The nature of blockchain is such that the data is transparent and transactions are recorded on a public blockchain, which may sound contradictory to the requirements of data privacy. Blockchain, also known as distributed ledger technology (DLT) is a decentralized, distributed, immutable, and incorruptible digital ledger stored on a public network and maintained by a decentralized network of computers that ensures data is stored in the blockchain is always accurate and transparent.
Although keeping data on a decentralized ledger with blockchain adds an extra layer of security, several of its concepts may conflict with the current General Data Protection Regulation (GDPR), and the debate on whether blockchain technology is compliant with the law is ongoing. If everyone can see the data on DLT due to the transparency feature, how will blockchain technology comply with GDPR?
The European Union's new General Data Protection Regulation, or GDPR, which came into effect on May 25, 2018, has made it nearly impossible for companies to conduct business without being held accountable for the personal information of their customers and employees. To comply with GDPR, companies must disclose how they collect, use, and store personal information.
Concerns about the usage of personal data have long existed, and the use of consumer data to deliver online services and information has become commonplace. However, consumers are not aware of how their data is utilized by these online service providers. To protect consumer data, the General Data Protection Regulation (GDPR) of the European Union has set some ground rules;
If any organization fails to adhere to GDPR compliances, they are subjected to a penalty depending on the organization's turnover. The GDPR rules are for the European and non-European countries that provide goods and services for EU citizens.

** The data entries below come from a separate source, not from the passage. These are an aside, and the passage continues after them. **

use async_trait::async_trait;
use std::path::{Path, PathBuf};
use std::sync::Arc;
use tokio::fs;
use tracing::{debug, info, warn};
use url::Url;

use super::{InMemorySchemaRegistry, SchemaProvider, SchemaResolver};
use crate::error::Result;
use crate::types::TypeSchema;

/// Loads every `*.json` type schema in a directory (not recursive).
///
/// Schemas are addressable by profile URL and by name.
#[derive(Debug)]
pub struct DirectorySchemaProvider {
    root: PathBuf,
    registry: InMemorySchemaRegistry,
}

impl DirectorySchemaProvider {
    pub async fn load(root: impl AsRef<Path>) -> Result<Self> {
        let root = root.as_ref().to_path_buf();
        let registry = InMemorySchemaRegistry::new();

        let mut files = Vec::new();
        let mut entries = fs::read_dir(&root).await?;
        while let Some(entry) = entries.next_entry().await? {
            let path = entry.path();
            if path.is_file() && path.extension().is_some_and(|ext| ext == "json") {
                files.push(path);
            }
        }
        files.sort();

        for path in files {
            match Self::read_schema(&path).await {
                Ok(schema) => {
                    let schema = Arc::new(schema);
                    if let Some(url) = &schema.url {
                        registry.insert(strip_version(url), Arc::clone(&schema));
                    }
                    registry.insert(schema.name.clone(), schema);
                }
                Err(e) => warn!("Skipping {}: {e}", path.display()),
            }
        }

        info!(
            "Loaded {} schema entries from {}",
            registry.len(),
            root.display()
        );
        Ok(Self { root, registry })
    }

    async fn read_schema(path: &Path) -> Result<TypeSchema> {
        let content = fs::read_to_string(path).await?;
        let schema: TypeSchema = serde_json::from_str(&content)?;
        if let Some(url) = &schema.url {
            Url::parse(strip_version(url))?;
        }
        schema.validate_structure()?;
        debug!("Read {schema} from {}", path.display());
        Ok(schema)
    }

    pub fn root(&self) -> &Path {
        &self.root
    }

    pub fn registry(&self) -> &InMemorySchemaRegistry {
        &self.registry
    }
}

/// Drop a `|version` suffix from a canonical reference.
fn strip_version(url: &str) -> &str {
    url.split_once('|').map_or(url, |(base, _)| base)
}

impl SchemaResolver for DirectorySchemaProvider {
    fn resolve(&self, url: &str) -> Option<Arc<TypeSchema>> {
        self.registry.get(strip_version(url))
    }
}

#[async_trait]
impl SchemaProvider for DirectorySchemaProvider {
    async fn get_schema(&self, url: &str) -> Result<Option<Arc<TypeSchema>>> {
        Ok(self.resolve(url))
    }

    async fn list_schemas(&self) -> Result<Vec<String>> {
        Ok(self.registry.urls())
    }
}
//! Schema resolution by profile URL.
//!
//! The traversal itself is synchronous and only needs [`SchemaResolver`].
//! Loading schemas from disk or other slow sources goes through the async
//! [`SchemaProvider`]; the manager preloads what a traversal will need into an
//! [`InMemorySchemaRegistry`] before running it.

pub mod directory;
pub mod memory;

#[cfg(feature = "lru-cache")]
pub mod cache;

pub use directory::DirectorySchemaProvider;
pub use memory::InMemorySchemaRegistry;

#[cfg(feature = "lru-cache")]
pub use cache::CachedSchemaProvider;

use async_trait::async_trait;
use std::sync::Arc;

use crate::error::Result;
use crate::types::TypeSchema;

/// Synchronous lookup used while crawling.
pub trait SchemaResolver: Send + Sync {
    fn resolve(&self, url: &str) -> Option<Arc<TypeSchema>>;
}

#[async_trait]
pub trait SchemaProvider: Send + Sync {
    async fn get_schema(&self, url: &str) -> Result<Option<Arc<TypeSchema>>>;

    async fn list_schemas(&self) -> Result<Vec<String>>;

    async fn require_schema(&self, url: &str) -> Result<Arc<TypeSchema>> {
        self.get_schema(url)
            .await?
            .ok_or_else(|| crate::FhirDefaultsError::schema_not_found(url))
    }
}

impl<T: SchemaResolver + ?Sized> SchemaResolver for Arc<T> {
    fn resolve(&self, url: &str) -> Option<Arc<TypeSchema>> {
        (**self).resolve(url)
    }
}
use serde::{Deserialize, Serialize};
use std::fmt;

use super::{ElementMap, ElementSpec};

/// One resolved structural profile or base type.
#[derive(Debug, Clone, Serialize, Deserialize, PartialEq)]
pub struct TypeSchema {
    pub name: String,

    /// Resource or data type the schema constrains; the root of every path.
    #[serde(rename = "type")]
    pub type_name: String,

    #[serde(default, skip_serializing_if = "Option::is_none")]
    pub url: Option<String>,

    #[serde(default)]
    pub elements: ElementMap,
}

impl TypeSchema {
    pub fn new(type_name: impl Into<String>) -> Self {
        let type_name = type_name.into();
        Self {
            name: type_name.clone(),
            type_name,
            url: None,
            elements: ElementMap::new(),
        }
    }

    pub fn with_url(mut self, url: impl Into<String>) -> Self {
        self.url = Some(url.into());
        self
    }

    pub fn with_name(mut self, name: impl Into<String>) -> Self {
        self.name = name.into();
        self
    }

    pub fn with_element(mut self, path: impl Into<String>, element: ElementSpec) -> Self {
        self.elements.insert(path.into(), element);
        self
    }

    pub fn element(&self, path: &str) -> Option<&ElementSpec> {
        self.elements.get(path)
    }

    /// Profile URLs referenced by slices anywhere in this schema, including
    /// inside embedded nested schemas.
    pub fn referenced_profiles(&self) -> Vec<String> {
        let mut urls = Vec::new();
        collect_slice_profiles(&self.elements, &mut urls);
        urls
    }

    pub fn validate_structure(&self) -> crate::Result<()> {
        if self.type_name.is_empty() {
            return Err(crate::FhirDefaultsError::invalid_schema(
                "Schema type cannot be empty",
            ));
        }

        for (path, element) in &self.elements {
            if path.is_empty() || path.split('.').any(str::is_empty) {
                return Err(crate::FhirDefaultsError::invalid_schema(format!(
                    "Invalid element path '{path}' in {}",
                    self.name
                )));
            }
            element.validate()?;
        }

        Ok(())
    }
}

fn collect_slice_profiles(elements: &ElementMap, urls: &mut Vec<String>) {
    for element in elements.values() {
        let Some(slicing) = &element.slicing else {
            continue;
        };
        for slice in &slicing.slices {
            if slice.type_schema.is_none()
                && let Some(url) = slice.type_profile()
                && !urls.iter().any(|known| known == url)
            {
                urls.push(url.to_string());
            }
            let nested = slice
                .type_schema
                .as_ref()
                .map(|schema| &schema.elements)
                .unwrap_or(&slice.elements);
            collect_slice_profiles(nested, urls);
        }
    }
}

impl fmt::Display for TypeSchema {
    fn fmt(&self, f: &mut fmt::Formatter<'_>) -> fmt::Result {
        write!(f, "TypeSchema({})", self.type_name)?;
        if self.name != self.type_name {
            write!(f, " - {}", self.name)?;
        }
        if let Some(url) = &self.url {
            write!(f, " [{url}]")?;
        }
        Ok(())
    }
}
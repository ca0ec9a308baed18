pub mod base;
pub mod element;
pub mod schema;
pub mod slicing;
pub mod tagged_value;

pub use base::{BaseMember, base_member};
pub use element::{
    DefaultValue, ElementMap, ElementSpec, ElementType, FHIR_PRIMITIVE_TYPES, capitalize,
    is_complex_type_code,
};
pub use schema::TypeSchema;
pub use slicing::{Discriminator, DiscriminatorType, SliceDefinition, SlicingRules};
pub use tagged_value::{TaggedValue, UNDEFINED_TYPE};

GDPR compliance is required everywhere, where a person submits data, and blockchain is no exception to this.
GDPR and blockchain are pursuing two different goals, but the current focus is on determining how blockchain can serve GDPR's essential principles.
We all know that there are different types of blockchain. In a public (permissionless) blockchain, data is available to anybody in the network, whereas private (permissioned) blockchains allow access to only a restricted number of users. Another option is consortium blockchains, just like private blockchains but have one significant difference: participants can set the level of authority for each operation in the network. As a result, it is possible to identify someone directly or indirectly.
Users of blockchain technology quickly discovered that the GDPR applies to them, and the GDPR is more specific to how blockchain technology obtains data from its users. To oversee this issue, the CNIL, Commission Nationale Informatique & Libertés, the French Data Protection Agency, came up with a report featuring these issues and possible solutions that blockchain technology can reach.
As consumers become more aware of the privacy implications of the data they share, companies can no longer ignore the fact that they must be highly cautious when protecting their customer data. For many, this could mean choosing between a world that gives them all the data they want and a world that protects their privacy more effectively.
Many companies are exploring solutions using blockchain features to achieve GDPR objectives. Hyperledger Fabric uses Off-chain storage to store personal data. Only the URL and the hash value of the personal information are recorded into the blockchain. When an individual requests information deletion, the request is fulfilled by deleting the information in the external database. The data is stored on the blockchain in such a way that it contains no personal information or information that blockchain participants might use to identify a person to comply with GDPR. Thereby, the personal information is stored only in an external database that is cryptographically encrypted, and it is never shared with the entire company network.
Blockchain regulation is a topic that deserves in-depth research, analysis, and discussion. Undoubtedly, regulation is an integral part of the blockchain ecosystem also. Blockchain developers should produce blockchain applications that are free of legal entanglements. In the coming years, we'll see a GDPR-compliant blockchain that can manage personal data requests without causing any interruptions in a decentralized data exchange on a blockchain network.